Directions for this task => For the listing below, print exactly the lines from the line with "pub fn new()" to the line with "build is pending.", both included, and nothing beyond them.

Material provided =>
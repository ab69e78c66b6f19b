//! # Builds
//!
//! Scheduling contract towards the host build system and the records that flow
//! back from it. A build started by DeployDB keeps its triggering event attached
//! until it completes; the event is shared read-only from then on.

use crate::{environment::build_environment, payload::TriggerEvent, BuildNumber, JobId, Timestamp};
use serde::{Deserialize, Serialize};
use std::{
    collections::{BTreeMap, HashMap},
    sync::{Arc, Mutex, PoisonError},
};
use tracing::{debug, info};

/// Final result of a build
#[derive(Debug, Clone, Copy, PartialEq, Eq, Hash, Serialize, Deserialize)]
#[serde(rename_all = "SCREAMING_SNAKE_CASE")]
pub enum BuildResult {
    Success,
    Unstable,
    Failure,
    NotBuilt,
    Aborted,
}

impl BuildResult {
    pub fn is_success(&self) -> bool {
        matches!(self, BuildResult::Success)
    }
}

/// Build waiting for, or in, execution
#[derive(Debug, Clone)]
pub struct ScheduledBuild {
    pub job: JobId,
    pub number: BuildNumber,

    /// Event that caused the build, if DeployDB started it
    pub trigger: Option<Arc<TriggerEvent>>,

    pub queued_at: Timestamp,
}

impl ScheduledBuild {
    /// Variables exported to the build's steps
    ///
    /// Empty for builds that DeployDB did not start.
    pub fn environment(&self) -> BTreeMap<String, String> {
        self.trigger
            .as_deref()
            .map(build_environment)
            .unwrap_or_default()
    }
}

/// Summary of a finished build, as reported by the host
#[derive(Debug, Clone)]
pub struct CompletedBuild {
    pub job: JobId,
    pub number: BuildNumber,
    pub result: BuildResult,

    /// Event that caused the build, if DeployDB started it
    pub trigger: Option<Arc<TriggerEvent>>,
}

/// Errors returned when the host refuses to schedule a build
#[derive(Debug, Clone, PartialEq, Eq, thiserror::Error)]
pub enum ScheduleError {
    #[error("Build queue is full (capacity {capacity})")]
    QueueFull { capacity: usize },

    #[error("Job '{job}' cannot be scheduled: {message}")]
    Rejected { job: String, message: String },
}

impl ScheduleError {
    /// Check if this error is transient and might succeed on retry
    pub fn is_transient(&self) -> bool {
        matches!(self, ScheduleError::QueueFull { .. })
    }
}

/// Host build scheduling
pub trait BuildScheduler: Send + Sync {
    /// Schedule a build of `job`, attaching the triggering event if any
    fn schedule(
        &self,
        job: &JobId,
        trigger: Option<Arc<TriggerEvent>>,
    ) -> Result<BuildNumber, ScheduleError>;
}

#[derive(Debug, Default)]
struct QueueState {
    last_numbers: HashMap<JobId, BuildNumber>,
    pending: HashMap<(JobId, BuildNumber), ScheduledBuild>,
}

/// Build queue held in process memory
///
/// Builds are numbered per job starting at 1 and stay pending until
/// [`InMemoryBuildQueue::complete`] is called for them.
#[derive(Debug)]
pub struct InMemoryBuildQueue {
    state: Mutex<QueueState>,
    capacity: Option<usize>,
}

impl InMemoryBuildQueue {
    /// Create an unbounded queue
    pub fn new() -> Self {
        Self {
            state: Mutex::new(QueueState::default()),
            capacity: None,
        }
    }

    /// Create a queue holding at most `capacity` pending builds
    pub fn with_capacity(capacity: usize) -> Self {
        Self {
            state: Mutex::new(QueueState::default()),
            capacity: Some(capacity),
        }
    }

    /// Look up a pending build
    pub fn pending(&self, job: &JobId, number: BuildNumber) -> Option<ScheduledBuild> {
        let state = self.state.lock().unwrap_or_else(PoisonError::into_inner);
        state.pending.get(&(job.clone(), number)).cloned()
    }

    /// Number of builds not yet completed
    pub fn pending_count(&self) -> usize {
        self.state
            .lock()
            .unwrap_or_else(PoisonError::into_inner)
            .pending
            .len()
    }

    /// Mark a pending build as finished
    ///
    /// Returns `None` if no such build is pending.
    pub fn complete(
        &self,
        job: &JobId,
        number: BuildNumber,
        result: BuildResult,
    ) -> Option<CompletedBuild> {
        let scheduled = {
            let mut state = self.state.lock().unwrap_or_else(PoisonError::into_inner);
            state.pending.remove(&(job.clone(), number))?
        };

        info!(
            job = %job,
            build_number = %number,
            result = ?result,
            duration_ms = Timestamp::now().duration_since(scheduled.queued_at).as_millis() as u64,
            "Build completed"
        );

        Some(CompletedBuild {
            job: scheduled.job,
            number: scheduled.number,
            result,
            trigger: scheduled.trigger,
        })
    }
}

impl Default for InMemoryBuildQueue {
    fn default() -> Self {
        Self::new()
    }
}

impl BuildScheduler for InMemoryBuildQueue {
    fn schedule(
        &self,
        job: &JobId,
        trigger: Option<Arc<TriggerEvent>>,
    ) -> Result<BuildNumber, ScheduleError> {
        let mut state = self.state.lock().unwrap_or_else(PoisonError::into_inner);

        if let Some(capacity) = self.capacity {
            if state.pending.len() >= capacity {
                return Err(ScheduleError::QueueFull { capacity });
            }
        }

        let number = state
            .last_numbers
            .get(job)
            .map(BuildNumber::next)
            .unwrap_or(BuildNumber::new(1));
        state.last_numbers.insert(job.clone(), number);

        state.pending.insert(
            (job.clone(), number),
            ScheduledBuild {
                job: job.clone(),
                number,
                trigger,
                queued_at: Timestamp::now(),
            },
        );

        debug!(job = %job, build_number = %number, "Scheduled build");
        Ok(number)
    }
}

#[cfg(test)]
#[path = "builds_tests.rs"]
mod tests;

Solution to this problem =>
    pub fn new() -> Self {
        Self {
            state: Mutex::new(QueueState::default()),
            capacity: None,
        }
    }

    /// Create a queue holding at most `capacity` pending builds
    pub fn with_capacity(capacity: usize) -> Self {
        Self {
            state: Mutex::new(QueueState::default()),
            capacity: Some(capacity),
        }
    }

    /// Look up a pending build
    pub fn pending(&self, job: &JobId, number: BuildNumber) -> Option<ScheduledBuild> {
        let state = self.state.lock().unwrap_or_else(PoisonError::into_inner);
        state.pending.get(&(job.clone(), number)).cloned()
    }

    /// Number of builds not yet completed
    pub fn pending_count(&self) -> usize {
        self.state
            .lock()
            .unwrap_or_else(PoisonError::into_inner)
            .pending
            .len()
    }

    /// Mark a pending build as finished
    ///
    /// Returns `None` if no such build is pending.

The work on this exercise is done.